O intestino desempenha um papel importante na digestão de alimentos e na absorção de nutrientes, bem como na manutenção da homeostase geral. Estima-se que toda a contagem de bactérias em todo o nosso corpo exceda dez vezes a quantidade total de células individuais, com mais de um milhão de espécies encontradas no trato gastrointestinal. A microbiota intestinal, cujo genoma inclui 100 vezes mais genes em relação ao genoma humano inteiro, também desempenha um papel importante na nutrição, metabolismo energético, defesa do hospedeiro e desenvolvimento do sistema imunológico. No entanto, a microbiota modificada foi conectada, não apenas distúrbios gastrointestinais, mas também a patogênese de condições sistêmicas, como obesidade e síndrome metabólica. Portanto, a expressão "barreira mucosa" parece destacar o papel crítico do intestino e sua interação com a microbiota: não é um escudo estático, mas um aparelho ativo com componentes especializados. De acordo com Bischoff et al. A "permeabilidade" é descrita como uma característica funcional desta barreira que permite a coexistência de bactérias requerida por nosso organismo e previne a penetração luminal de macromoléculas e patógenos. A permeabilidade intestinal alterada foi documentada durante várias doenças, incluindo pancreatite aguda, falência de múltiplos órgãos, cirurgia maior e trauma grave, e também pode explicar a alta incidência de sepse Gram-negativa e mortalidade relacionada em pacientes criticamente doentes. Além disso, a perturbação do mecanismo complexo de permeabilidade tem sido associada ao desenvolvimento da síndrome do intestino irritável e da esteatohepatite, ou NASH.

 

A patogênese da doença inflamatória do intestino, ou IBD, permanece obscura, mas é muito provável que seja multifatorial e conduzida por uma resposta imune exagerada em relação ao microbioma gastrointestinal em um hospedeiro geneticamente suscetível. Evidências crescentes sugerem que a permeabilidade intestinal pode ser crítica e alguns autores consideraram mesmo doença inflamatória intestinal, ou IBD, como uma doença, principalmente causada por disfunção da barreira intestinal.

 

Disfunção da barreira intestinal na doença do intestino inflamatório

 

O principal componente da barreira mucosa é representado pelo epitélio intestinal, que é constituído por uma camada de vários subtipos de células, incluindo os enterócitos, células caliciformes, células Paneth e células enteroendócrinas, bem como células imunes, como intraepiteliais linfócitos e células dendríticas, conforme observado na Figura 1. A regulação da permeabilidade paracelular de íons e moléculas minúsculas é fornecida por três tipos de complexos juncionais: junções apertadas, TJs, junções de aderência e desmossomas.

 

 

Indivíduos com IBD apresentam melhor permeabilidade paracelular com anormalidades TJ, de acordo com vários estudos de pesquisa.
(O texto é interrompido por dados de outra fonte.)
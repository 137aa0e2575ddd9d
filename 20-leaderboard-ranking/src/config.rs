use std::{net::SocketAddr, path::PathBuf, time::Duration};

use clap::{Parser, ValueEnum};

use crate::query::DEFAULT_PAGE_SIZE;

pub const DEFAULT_EVENT_GROUP: &str = "ScoreKey";
pub const DEFAULT_WORLD_GROUP: &str = "WorldRanking";
pub const DEFAULT_STORE_TIMEOUT: Duration = Duration::from_secs(2);

#[derive(Parser, Debug, Clone)]
#[command(author, version, about, long_about = None)]
pub struct Cli {
    /// Socket address the HTTP server should bind to.
    #[arg(long, env = "LISTEN_ADDR", default_value = "0.0.0.0:8444")]
    pub listen: SocketAddr,

    /// Selects the log format: human-readable for development, JSON lines for production.
    #[arg(long, env = "SERVER_TYPE", value_enum, default_value_t = ServerType::Development)]
    pub server_type: ServerType,

    /// Maximum rows returned to end-user ranking requests.
    #[arg(long, env = "RANKING_PAGE_SIZE", default_value_t = DEFAULT_PAGE_SIZE)]
    pub page_size: usize,

    /// Key group holding every event leaderboard; cleared and rebuilt on startup.
    #[arg(long, env = "EVENT_RANKING_KEY", default_value = DEFAULT_EVENT_GROUP)]
    pub event_group: String,

    /// Key group holding world (hall of fame) leaderboards.
    #[arg(long, env = "WORLD_RANKING_KEY", default_value = DEFAULT_WORLD_GROUP)]
    pub world_group: String,

    /// Upper bound for a single store call before it fails the command.
    #[arg(long, env = "STORE_TIMEOUT_MS", default_value_t = 2000)]
    pub store_timeout_ms: u64,

    /// Play-event export (JSON lines) used to rebuild event rankings at startup.
    #[arg(long, env = "SOURCE_OF_RECORD")]
    pub source: Option<PathBuf>,
}

#[derive(ValueEnum, Debug, Clone, Copy, PartialEq, Eq)]
pub enum ServerType {
    Development,
    Production,
}

impl Cli {
    pub fn engine_config(&self) -> EngineConfig {
        EngineConfig {
            page_size: self.page_size,
            event_group: self.event_group.clone(),
            world_group: self.world_group.clone(),
            store_timeout: Duration::from_millis(self.store_timeout_ms),
        }
    }
}

/// Values injected into the dispatcher.
#[derive(Debug, Clone, PartialEq)]
pub struct EngineConfig {
    pub page_size: usize,
    pub event_group: String,
    pub world_group: String,
    pub store_timeout: Duration,
}

impl Default for EngineConfig {
    fn default() -> Self {
        Self {
            page_size: DEFAULT_PAGE_SIZE,
            event_group: DEFAULT_EVENT_GROUP.to_string(),
            world_group: DEFAULT_WORLD_GROUP.to_string(),
            store_timeout: DEFAULT_STORE_TIMEOUT,
        }
    }
}
//! HTTP routes translating requests into dispatcher commands.
//!
//! Handlers validate their input, build a command through the
//! [`DispatcherHandle`], await the single response and render it as JSON.

use axum::{
    Json, Router,
    extract::{
        Query, State,
        rejection::{JsonRejection, QueryRejection},
    },
    http::StatusCode,
    response::{IntoResponse, Response},
    routing::{get, post},
};
use serde::Deserialize;
use serde_json::json;
use tower_http::{cors::CorsLayer, trace::TraceLayer};

use crate::dispatcher::{DispatcherHandle, ScoreEvent};
use crate::error::RankingError;
use crate::groups::Cleared;
use crate::model::RankingRow;
use crate::query::RankingQuery;

pub fn router(handle: DispatcherHandle) -> Router {
    Router::new()
        .route("/saveGamePlayRanking", post(save_game_play_ranking))
        .route("/saveWorldRanking", post(save_world_ranking))
        .route("/getRankingByEvent", get(get_ranking_by_event))
        .route("/clearRankingByKey", get(clear_ranking_by_key))
        .route("/health", get(health))
        .layer(CorsLayer::permissive())
        .layer(TraceLayer::new_for_http())
        .with_state(handle)
}

/// Error body returned for every failed request.
#[derive(Debug)]
pub struct ApiError(RankingError);

impl From<RankingError> for ApiError {
    fn from(err: RankingError) -> Self {
        Self(err)
    }
}

impl From<JsonRejection> for ApiError {
    fn from(rejection: JsonRejection) -> Self {
        Self(RankingError::validation(rejection.body_text()))
    }
}

impl From<QueryRejection> for ApiError {
    fn from(rejection: QueryRejection) -> Self {
        Self(RankingError::validation(rejection.body_text()))
    }
}

impl IntoResponse for ApiError {
    fn into_response(self) -> Response {
        let status = match &self.0 {
            RankingError::Validation(_) => StatusCode::BAD_REQUEST,
            RankingError::DispatcherClosed => StatusCode::SERVICE_UNAVAILABLE,
            RankingError::Store(_)
            | RankingError::WrongType(_)
            | RankingError::StoreTimeout(_)
            | RankingError::StartupLoad(_) => StatusCode::INTERNAL_SERVER_ERROR,
        };
        (status, Json(json!({ "error": self.0.to_string() }))).into_response()
    }
}

/// Amounts arrive either as JSON numbers or as decimal strings.
#[derive(Debug, Deserialize)]
#[serde(untagged)]
enum Amount {
    Number(f64),
    Text(String),
}

impl Amount {
    fn parse(&self) -> Result<f64, RankingError> {
        match self {
            Self::Number(value) => Ok(*value),
            Self::Text(raw) => raw
                .trim()
                .parse()
                .map_err(|_| RankingError::validation(format!("amount '{raw}' is not a number"))),
        }
    }
}

#[derive(Debug, Deserialize)]
struct SaveRankingBody {
    #[serde(default)]
    uid: String,
    #[serde(default)]
    event_type: String,
    amount: Option<Amount>,
}

impl SaveRankingBody {
    fn into_event(self) -> Result<ScoreEvent, RankingError> {
        let amount = self
            .amount
            .ok_or_else(|| RankingError::validation("amount is required"))?
            .parse()?;
        ScoreEvent::new(self.uid, self.event_type, amount)
    }
}

async fn save_game_play_ranking(
    State(handle): State<DispatcherHandle>,
    body: Result<Json<SaveRankingBody>, JsonRejection>,
) -> Result<Json<serde_json::Value>, ApiError> {
    let Json(body) = body?;
    let event = body.into_event()?;
    let score = handle.record_event(event).await?;
    Ok(Json(json!({ "score": score })))
}

async fn save_world_ranking(
    State(handle): State<DispatcherHandle>,
    body: Result<Json<SaveRankingBody>, JsonRejection>,
) -> Result<Json<serde_json::Value>, ApiError> {
    let Json(body) = body?;
    let event = body.into_event()?;
    let score = handle.record_world_event(event).await?;
    Ok(Json(json!({ "score": score })))
}

#[derive(Debug, Default, Deserialize)]
#[serde(rename_all = "camelCase")]
struct RankingParams {
    #[serde(default)]
    uid: String,
    #[serde(default)]
    event_type: String,
    ranking_duration: Option<String>,
    is_server_request: Option<String>,
}

impl RankingParams {
    fn into_query(self) -> Result<RankingQuery, RankingError> {
        let for_server = match self.is_server_request.as_deref() {
            Some("1") => true,
            Some("0") => false,
            _ => {
                return Err(RankingError::validation(
                    "isServerRequest must be \"0\" or \"1\"",
                ))
            }
        };
        let scope = self
            .ranking_duration
            .filter(|duration| !duration.trim().is_empty());
        Ok(RankingQuery {
            member: self.uid,
            category: self.event_type,
            scope,
            for_server,
        })
    }
}

async fn get_ranking_by_event(
    State(handle): State<DispatcherHandle>,
    params: Result<Query<RankingParams>, QueryRejection>,
) -> Result<Json<Vec<RankingRow>>, ApiError> {
    let Query(params) = params?;
    let rows = handle.query_ranking(params.into_query()?).await?;
    Ok(Json(rows))
}

#[derive(Debug, Deserialize)]
struct ClearParams {
    #[serde(default)]
    rankingkey: String,
}

async fn clear_ranking_by_key(
    State(handle): State<DispatcherHandle>,
    params: Result<Query<ClearParams>, QueryRejection>,
) -> Result<Json<serde_json::Value>, ApiError> {
    let Query(params) = params?;
    let cleared = handle.clear_by_key(params.rankingkey).await?;
    Ok(Json(json!({
        "deleted": cleared.deleted(),
        "group": matches!(cleared, Cleared::Group { .. }),
    })))
}

async fn health() -> Json<serde_json::Value> {
    Json(json!({ "status": "ok" }))
}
Trata-se de estruturas multiproteínas complexas com uma porção extracelular, um domínio transmembranar e uma associação intracelular com o citoesqueleto, a partir da Figura 1. Uma diminuição da expressão e redistribuição dos componentes, como occludins, claudinas e moléculas de adesão juncional, abreviada como JAM, foram todas demonstradas na IBD, onde um experimento atual descobriu que a eliminação de claudin-7 pode causar inflamação do colônico. Além disso, o fator de necrose tumoral-α (TNF-α), um dos principais fatores por trás da inflamação do IBD, pode regular a transcrição de proteínas TJ, enquanto seus antagonistas, anti-TNF-a, podem melhorar a permeabilidade intestinal. No entanto, o TNF-α também pode contribuir para a permeabilidade intestinal alterada, induzindo apoptose de enterócitos, aumentando a taxa de derramamento e impedindo a redistribuição de TJs que devem selar as lacunas remanescentes.

 

As células de cálice são especializadas na secreção de muco que cobre a superfície do epitélio intestinal. O Mucus é composto de carboidratos, proteínas, lipídios e uma grande quantidade de água enquanto possui propriedades antimicrobianas devido a péptidos antimicrobianos, principalmente defensinas produzidas por células de Paneth e IgA secretoras. Indivíduos com colite ulcerativa demonstram uma menor variedade de células de cálice, uma espessura reduzida da camada de muco e uma composição de muco alterada em relação a mucinas, fosfatidilcolina e glicosilação. Além disso, a distribuição e a distribuição de células de Paneth modificadas foram relatadas em IBD: essas células são tipicamente limitadas ao intestino delgado, dentro das criptas de Lieberkühn, mas em IBD, as células metaplásticas de Paneth podem ser encontradas na mucosa colônica, juntamente com subseqüente secreção de defensinas também do intestino grosso. O papel das células de Paneth pode diferir nos dois fenótipos da doença porque a expressão de defensinas é causada por inflamação do colônico na UC, mas é reduzida em pacientes com doença de Crohn colônica ou CD. A diminuição da função antimicrobiana das células Paneth pode ser um componente patogênico principal na doença de Crohn, ou CD, particularmente o CD ileal, embora a maior secreção de defensinas na UC possa ser uma resposta fisiológica ao dano da mucosa.

 

Etiologia da Permeabilidade Intestinal na Doença Inflamatória do Intestino

 

Se a disfunção da barreira mucosa é resultado da resposta inflamatória ou de um defeito primário que induz a inflamação da mucosa, ainda permanece em discussão. No entanto, vários estudos de pesquisa sugerem que a permeabilidade intestinal alterada pode ser um evento precoce na patogênese da doença de Crohn. O aumento da permeabilidade paracelular foi encontrado em pacientes com IBD quiescente e foi conectado a sintomas intestinais mesmo quando a atividade endoscópica estava ausente. Além disso, um estudo ex vivo com câmaras Usinging em biópsias colônicas de pacientes com CD revelou um aumento espacialmente uniforme na condutividade transepitelial, independentemente da presença de erosões mucosas mínimas. Este achado foi atribuído à downregulation de proteínas TJ. Por fim, os modelos animais de CD, particularmente, camundongos knockout IL-10 e ratos SAMP1 / YitFc, também declararam que o aumento da permeabilidade pode ser determinado antes do início da inflamação mucosa.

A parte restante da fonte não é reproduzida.